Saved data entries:
//! Data App source parsing.
//!
//! Parsing is total: every call yields a [`ParsingResult`] holding the arena,
//! the root node when one could be built, and all syntax errors found.

mod error;
mod grammar;
mod lower;
mod syntax;

use std::path::Path;

use tracing::{debug, warn};

pub use error::SyntaxError;

use crate::types::{Ast, NodeId, NodeRef, Position};

use lower::Lowering;

const SNIPPET_FILE: &str = "<snippet>";

/// Outcome of parsing one source unit.
#[derive(Debug, Clone, Default)]
#[must_use]
pub struct ParsingResult {
    pub ast: Ast,
    pub root: Option<NodeId>,
    pub errors: Vec<SyntaxError>,
}

impl ParsingResult {
    /// A root was built and no error was reported.
    #[must_use]
    pub fn is_ok(&self) -> bool {
        self.root.is_some() && self.errors.is_empty()
    }

    #[must_use]
    pub fn root_ref(&self) -> Option<NodeRef<'_>> {
        self.root.and_then(|id| self.ast.node(id))
    }
}

/// Parse the Data App stored at `path`.
///
/// A file that cannot be read produces a result without root and a single
/// error at [`Position::unknown`].
pub fn parse_data_app_file(path: impl AsRef<Path>) -> ParsingResult {
    let path = path.as_ref();
    let file = path.display().to_string();
    match std::fs::read_to_string(path) {
        Ok(text) => parse_data_app(&file, &text),
        Err(e) => {
            warn!(file = %file, error = %e, "cannot read data app source");
            ParsingResult {
                ast: Ast::new(),
                root: None,
                errors: vec![SyntaxError::new(
                    format!("cannot read file: {e}"),
                    file,
                    Position::unknown(),
                )],
            }
        }
    }
}

/// Parse Data App source text; `file` names it in positions and errors.
pub fn parse_data_app(file: &str, text: &str) -> ParsingResult {
    let unit = grammar::parse_unit(text, grammar::data_app);
    let mut lowering = Lowering::new(file, text);
    let root = unit.root.as_ref().map(|app| lowering.data_app(app));
    for recovered in &unit.errors {
        lowering.recovered(recovered);
    }
    finish(file, lowering, root)
}

/// Parse a standalone `{ ... }` statement block.
pub fn parse_block(text: &str) -> ParsingResult {
    let unit = grammar::parse_unit(text, grammar::block);
    let mut lowering = Lowering::new(SNIPPET_FILE, text);
    let root = unit.root.as_ref().map(|block| lowering.block(block));
    for recovered in &unit.errors {
        lowering.recovered(recovered);
    }
    finish(SNIPPET_FILE, lowering, root)
}

fn finish(file: &str, lowering: Lowering<'_>, root: Option<NodeId>) -> ParsingResult {
    let (ast, errors) = lowering.finish();
    debug!(
        file,
        nodes = ast.len(),
        errors = errors.len(),
        "parsed source"
    );
    ParsingResult { ast, root, errors }
}
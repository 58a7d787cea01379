use std::sync::Arc;

use dataapp::{
    ActivityRegistry, CoreTaxonomy, ExecutionContext, InputScope, Invocation, PolicyBinding,
    PolicyInputScope, PolicyRegistry, Sandbox, TypeIdentifier, TypeTaxonomy,
};
use tracing_subscriber::EnvFilter;

fn main() {
    tracing_subscriber::fmt()
        .with_env_filter(EnvFilter::from_default_env())
        .init();

    let taxonomy = CoreTaxonomy::new();
    let value = |ty: &str, content: &str| {
        let ty = TypeIdentifier::parse(ty).expect("bad type identifier");
        taxonomy.instantiate(&ty, content).expect("bad value")
    };

    let dir = std::env::temp_dir().join("dataapp-sandbox-demo");
    std::fs::create_dir_all(&dir).expect("cannot create demo directory");
    let note = dir.join("note.txt").display().to_string();
    let root = dir.display().to_string();

    let policies = PolicyRegistry::with_core_policies();
    let allow = |identifier: &str| {
        PolicyBinding::from_registry(
            &policies,
            identifier,
            PolicyInputScope::new()
                .with("path", value("core.Path", &root))
                .with("matchingStrategy", value("core.PathMatchingStrategy", "SUBDIR")),
        )
        .expect("unknown policy")
    };

    let sandbox = Sandbox::new(
        Arc::new(ActivityRegistry::with_core_activities()),
        ExecutionContext::with_defaults(),
    );

    let write = Invocation::new(
        "core.WriteFile",
        InputScope::new()
            .with("filePath", value("core.Path", &note))
            .with("content", value("core.Text", "hello from the sandbox")),
    )
    .with_binding(allow("core.AllowFileWrite"));
    let read = Invocation::new(
        "core.ReadFile",
        InputScope::new().with("filePath", value("core.Path", &note)),
    )
    .with_binding(allow("core.AllowFileRead"));
    // no read grant: denied
    let unguarded = Invocation::new(
        "core.ReadFile",
        InputScope::new().with("filePath", value("core.Path", &note)),
    );

    let report = sandbox.run(&[write, read, unguarded]);
    for (activity, output) in report.completed() {
        println!("{activity} -> {}", output.to_json());
    }
    match report.halted() {
        Some(failure) => println!("halted: {failure}"),
        None => println!("all steps completed"),
    }
    println!("took {:?}", report.duration());
}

AIM OF THE TASK: What lines above contain the word "unknown"? Please copy each one.

EXPECTED ANSWER:
/// error at [`Position::unknown`].
                    Position::unknown(),
        .expect("unknown policy")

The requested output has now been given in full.